University of Washington Ethnomusicology Archives
University of Washington
- Access Restrictions
Unrestricted: collection is open for research.
Biographical NoteReturn to Top
Suresh was born on 7th January 1946 in Bangalore, as the son of B. Nilakantan, an engineer and Jayalakshmi, a home maker. Even as a toddler, he enjoyed listening to the songs sung by his mother and could sit through music concerts of 5-6 hrs duration. Once, when he was about three, he witnessed a veena-vocal recital by Nilamma Kadambi at Nanjangud. He sat by the side of the artist on the stage and at the end of the concert, patted the instruments with unbounded joy. By then, music had cast its spell on him. 'Get me a teacher to teach flute'- the boy demanded soon after. The boy was put under the tutelage of M.S. Srinivasmurthy, whose lessons he quickly outgrew. He would skip the mechanical drill in musical notes and land on his favourite Mali-tunes, which had fallen on his receptive ears by then. It seemed as though Suresh was 'possessed' by Mali-tunes and the teacher had to tailor his lessons to suit the boy's taste.

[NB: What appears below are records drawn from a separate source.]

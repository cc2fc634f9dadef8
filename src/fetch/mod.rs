//! C2/C3 shared contract: a single safe fetch of one URL to one local path.
//!
//! Generalizes the teacher's free functions (`fetch_url`, `extract_links`)
//! into a capability trait so the crawl engine (C4) can be generic over an
//! HTTP or a headless-browser backend, per the Design Note on dynamic
//! dispatch over fetchers.

pub mod http;

#[cfg(feature = "browser")]
pub mod browser;

use std::path::{Path, PathBuf};

use async_trait::async_trait;
use reqwest::StatusCode;
use serde::{Deserialize, Serialize};

use crate::error::Result;

/// Wire status for one fetch attempt (`IndexRecord::fetch_status`).
#[derive(Debug, Clone, Copy, PartialEq, Eq, Serialize, Deserialize)]
#[serde(rename_all = "snake_case")]
pub enum FetchStatus {
    Success,
    Skipped,
    FailedRequest,
    FailedRobotstxt,
    Failed,
}

/// Outcome of a single fetch, as returned across the C2/C3 boundary to the
/// crawl engine. Carries a real `StatusCode` (not just `u16`) for same-host
/// redirect bookkeeping; this is converted to the plain wire form
/// (`http_status: Option<u16>`) when written into an `IndexRecord`.
#[derive(Debug, Clone)]
pub struct FetchOutcome {
    pub status: FetchStatus,
    pub http_status: Option<StatusCode>,
    pub content_md5: Option<String>,
    pub content_type: Option<String>,
    /// Links exactly as they appeared in markup (`href=`/`src=`), not yet
    /// resolved against the page's URL.
    pub detected_links: Vec<String>,
    pub error_message: Option<String>,
    /// Final URL after following redirects, used by the crawler for
    /// same-host membership checks; never written to `canonical_url`.
    pub final_url: Option<String>,
}

impl FetchOutcome {
    pub fn skipped() -> Self {
        Self {
            status: FetchStatus::Skipped,
            http_status: None,
            content_md5: None,
            content_type: None,
            detected_links: Vec::new(),
            error_message: None,
            final_url: None,
        }
    }

    pub fn failed_request(http_status: Option<StatusCode>, message: impl Into<String>) -> Self {
        Self {
            status: FetchStatus::FailedRequest,
            http_status,
            content_md5: None,
            content_type: None,
            detected_links: Vec::new(),
            error_message: Some(message.into()),
            final_url: None,
        }
    }

    pub fn failed(message: impl Into<String>) -> Self {
        Self {
            status: FetchStatus::Failed,
            http_status: None,
            content_md5: None,
            content_type: None,
            detected_links: Vec::new(),
            error_message: Some(message.into()),
            final_url: None,
        }
    }
}

/// Arguments shared by every fetch backend. `allowed_base` confines
/// `target_path`; a fetch that would escape it is rejected before any I/O.
pub struct FetchRequest<'a> {
    pub url: &'a url::Url,
    pub target_path: &'a Path,
    pub allowed_base: &'a Path,
    pub force: bool,
    pub max_size: u64,
    pub timeout: std::time::Duration,
}

/// Capability exposed by both the HTTP fetcher (C2) and the browser fetcher
/// (C3). The crawl engine is generic over this trait so it can drive either
/// backend identically.
#[async_trait]
pub trait Fetcher: Send + Sync {
    async fn fetch(&self, request: FetchRequest<'_>) -> Result<FetchOutcome>;
}

/// Resolve `target_path` and reject it unless it stays under `allowed_base`.
/// Shared by every backend so the confinement check is applied identically.
pub(crate) fn confine_target(allowed_base: &Path, target_path: &Path) -> Result<PathBuf> {
    crate::url_canon::confine(allowed_base, target_path)
}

In the music festival the following year, seven year old Suresh was presented to Mali, the great flute wizard of those times. Mali gave his flute to Suresh and was enchanted by the tonal quality displayed by the little one. He was willing to tutor the boy himself, but as he was not residing in Bangalore, he suggested the parents to take Suresh to B. Sivaramiah. The happy symbiosis of the loving teacher and the talented pupil developed into a creative playing style and a rising star in Suresh. Mali, who was monitoring the boy's growth, invited Suresh to accompany him in a concert in 1955 at the Century Club in Bangalore. Nine year old Suresh, out of innocence and innate confidence accepted the offer to play a duet with the 29 year old star. The concert, which was purely based on the manodharma (creative elaboration) was staged without any rehearsal.
The first prominent solo concert of BN Suresh was hosted by the Theosophical society of Bangalore on 7th July 1956. It announced "a musical soiree: flute by Master Suresh Nilakantan (boy prodigy aged 10)". Music critics including seniors such as G.T. Narayana Rao later hailed him as the "Child-Pied Piper of Bangalore". Concerts kept coming in search of the child prodigy. The Bangalore Gayana Samaja invited him for a performance in November 1957. In the words of a senior music critic decades later, "The veteran members of the Samaja will recall the scene several years ago here, when the Secretary V.T Srinivasan had literally carried a ten-year old lad to the stage from among the audience. The boy was absorbed in fondly caressing an ordinary bamboo stick.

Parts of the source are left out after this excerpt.